Given a GridView like the one below, I want to add the ability to check the check box in the header and have that event check all of the checkboxes in each row.

 

I did this by adding 12 lines of JavaScript code and adding 1 attribute to my header template.   Below is the markup followed by the code-behind. The parts I added to this simple page are in bold.

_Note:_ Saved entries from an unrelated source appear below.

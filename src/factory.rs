// SPDX-FileCopyrightText: 2025-2026 Zexin Yuan <aim@yzx9.xyz>
//
// SPDX-License-Identifier: Apache-2.0

//! Property factories.
//!
//! A factory maps one canonical property name to a typed [`Property`]. The
//! builder scans an ordered factory sequence, so the standard set returned
//! by [`default_factories`] can be overridden per name by appending a custom
//! factory after it; see [`PropertyBuilder`](crate::PropertyBuilder).

use std::fmt;
use std::sync::Arc;

use crate::builder::BuildError;
use crate::keyword::{
    KW_CATEGORIES, KW_COMMENT, KW_COMPLETED, KW_CONTACT, KW_CREATED, KW_DESCRIPTION, KW_DTEND,
    KW_DTSTAMP, KW_DTSTART, KW_DUE, KW_LAST_MODIFIED, KW_LOCATION, KW_METHOD, KW_PRODID,
    KW_RECURRENCE_ID, KW_RESOURCES, KW_SUMMARY, KW_TZID, KW_TZNAME, KW_UID, KW_URL, KW_VERSION,
};
use crate::parameter::Parameter;
use crate::property::{DateProperty, Property, TextProperty};

/// Produces a typed [`Property`] for the names it supports.
///
/// Factories are stateless and shared read-only across build sessions; the
/// set in effect is supplied per session, never global.
pub trait PropertyFactory: fmt::Debug + Send + Sync {
    /// Whether this factory recognizes the canonical property name.
    fn supports(&self, name: &str) -> bool;

    /// Create a property from the raw parameters and value text.
    ///
    /// Returning `Ok(None)` declines the name, leaving an earlier factory's
    /// result in place during dispatch.
    ///
    /// # Errors
    ///
    /// Any [`BuildError`] raised here propagates to the caller unmodified.
    fn create(&self, parameters: Vec<Parameter>, value: &str)
    -> Result<Option<Property>, BuildError>;
}

/// Standard text properties and whether their values carry escapes.
const TEXT_SPECS: &[(&str, bool)] = &[
    (KW_CATEGORIES, true),
    (KW_COMMENT, true),
    (KW_CONTACT, true),
    (KW_DESCRIPTION, true),
    (KW_LOCATION, true),
    (KW_RESOURCES, true),
    (KW_SUMMARY, true),
    (KW_TZNAME, true),
    (KW_METHOD, false),
    (KW_PRODID, false),
    (KW_TZID, false),
    (KW_UID, false),
    (KW_URL, false),
    (KW_VERSION, false),
];

/// Standard date and date-time properties.
const DATE_PROPERTIES: &[&str] = &[
    KW_COMPLETED,
    KW_CREATED,
    KW_DTEND,
    KW_DTSTAMP,
    KW_DTSTART,
    KW_DUE,
    KW_LAST_MODIFIED,
    KW_RECURRENCE_ID,
];

/// Factory for a single text property name.
#[derive(Debug, Clone, Copy)]
pub struct TextPropertyFactory {
    name: &'static str,
    escapes: bool,
}

impl TextPropertyFactory {
    /// Create a factory for `name`, with `escapes` deciding whether the
    /// builder decodes backslash sequences in the raw value.
    #[must_use]
    pub const fn new(name: &'static str, escapes: bool) -> Self {
        Self { name, escapes }
    }
}

impl PropertyFactory for TextPropertyFactory {
    fn supports(&self, name: &str) -> bool {
        name == self.name
    }

    fn create(
        &self,
        parameters: Vec<Parameter>,
        value: &str,
    ) -> Result<Option<Property>, BuildError> {
        Ok(Some(Property::Text(TextProperty::new(
            self.name,
            parameters,
            value,
            self.escapes,
        ))))
    }
}

/// Factory for a single date or date-time property name.
#[derive(Debug, Clone, Copy)]
pub struct DatePropertyFactory {
    name: &'static str,
}

impl DatePropertyFactory {
    /// Create a factory for `name`.
    #[must_use]
    pub const fn new(name: &'static str) -> Self {
        Self { name }
    }
}

impl PropertyFactory for DatePropertyFactory {
    fn supports(&self, name: &str) -> bool {
        name == self.name
    }

    /// Creates the property with an empty value slot: binding the value text
    /// happens after the build session's timezone registry is injected, so a
    /// TZID known only to a custom registry never hits the default one.
    fn create(
        &self,
        parameters: Vec<Parameter>,
        _value: &str,
    ) -> Result<Option<Property>, BuildError> {
        Ok(Some(Property::Date(DateProperty::new(
            self.name, parameters,
        ))))
    }
}

/// The standard factory set.
///
/// Append custom factories after these to override any of them.
#[must_use]
pub fn default_factories() -> Vec<Arc<dyn PropertyFactory>> {
    let mut factories: Vec<Arc<dyn PropertyFactory>> =
        Vec::with_capacity(TEXT_SPECS.len() + DATE_PROPERTIES.len());
    for &(name, escapes) in TEXT_SPECS {
        factories.push(Arc::new(TextPropertyFactory::new(name, escapes)));
    }
    for &name in DATE_PROPERTIES {
        factories.push(Arc::new(DatePropertyFactory::new(name)));
    }
    factories
}

#[cfg(test)]
mod tests {
    use super::*;
    use crate::property::Capability;

    #[test]
    fn default_set_covers_standard_shapes() {
        let factories = default_factories();

        let summary = factories.iter().find(|f| f.supports(KW_SUMMARY)).unwrap();
        let prop = summary.create(Vec::new(), "Team sync").unwrap().unwrap();
        assert_eq!(prop.capability(), Capability::Escapable);

        let uid = factories.iter().find(|f| f.supports(KW_UID)).unwrap();
        let prop = uid.create(Vec::new(), "abc-123").unwrap().unwrap();
        assert_eq!(prop.capability(), Capability::Verbatim);

        let dtstart = factories.iter().find(|f| f.supports(KW_DTSTART)).unwrap();
        let prop = dtstart.create(Vec::new(), "20230615T090000Z").unwrap().unwrap();
        assert_eq!(prop.capability(), Capability::Temporal);
    }

    #[test]
    fn no_default_factory_claims_extension_names() {
        let factories = default_factories();
        assert!(!factories.iter().any(|f| f.supports("X-CUSTOM")));
    }
}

<html xmlns="http://www.w3.org/1999/xhtml" >
<head runat="server">
    <title>Test check all CheckBoxes</title>
       <script type="text/javascript" language="javascript">
        function changeAllCheckBoxes(sender) {
            var gridViewRows = GetParentElementByTagName(sender, "TABLE").rows;
            for (var i = 1; i < gridViewRows.length; ++i) {
                gridViewRows[i].cells[0].childNodes[0].checked = sender.checked;
            }
        }

        function GetParentElementByTagName(element, tagName) {
            var element = element;
            while (element.tagName != tagName)
                element = element.parentNode;
            return element;
        }

    </script>
</head>
<body>
    <form id="form1" runat="server">
    <div>
   
    </div>
    <asp:GridView ID="GridView1" runat="server" AutoGenerateColumns="False"
        Caption="Pick Some Technologies" BackColor="White" BorderColor="#CC9966"
        BorderStyle="None" BorderWidth="1px" CellPadding="4">
    <Columns>
            <asp:TemplateField HeaderText="Include" SortExpression="Include">
                <HeaderTemplate>
                    <asp:CheckBox ID="CheckBox1" runat="server" onclick="changeAllCheckBoxes(this)" />
                </HeaderTemplate>
                <ItemTemplate>
                    <asp:CheckBox ID="CheckBox1" runat="server"  />
                </ItemTemplate>
                <ItemStyle HorizontalAlign="Center" />
            </asp:TemplateField>
            <asp:BoundField DataField="Name" HeaderText="Technology" />
        </Columns>
        <HeaderStyle BackColor="#990000" Font-Bold="True" ForeColor="#FFFFCC" />
    </asp:GridView>
    </form>
</body>
</html>

using System;
using System.Data;

public partial class test : System.Web.UI.Page
{
    protected void Page_Load(object sender, EventArgs e)
    {
        if (!IsPostBack)
        {
            DataTable dt = new DataTable();

            dt.Columns.Add("Include", typeof(Boolean));
            dt.Columns.Add("Name", typeof(String));
            dt.Rows.Add(new Object[] { false, "C#" });
            dt.Rows.Add(new Object[] { false, "ASP.Net" });
            dt.Rows.Add(new Object[] { false, "SQL Server" });
            dt.Rows.Add(new Object[] { false, "VB.Net" });

            GridView1.DataSource = dt;
            GridView1.DataBind();

        }
    }
}
 

 

 

Tags:

ASP.Net | Development | GridView

Comments (3) -

unknown
unknown India
12/7/2011 3:53:45 AM #

thanks ... this helped me to save time ... Smile

thx
thx United States
8/27/2012 10:38:42 AM #

Awesome - thanks!

2 comments:

1. Some folks may need to change this line:
gridViewRows[i].cells[0].childNodes[0].checked = sender.checked;
to something like
gridViewRows[i].cells[0].childNodes[1].checked = sender.checked;
depending on what else is happening in that column.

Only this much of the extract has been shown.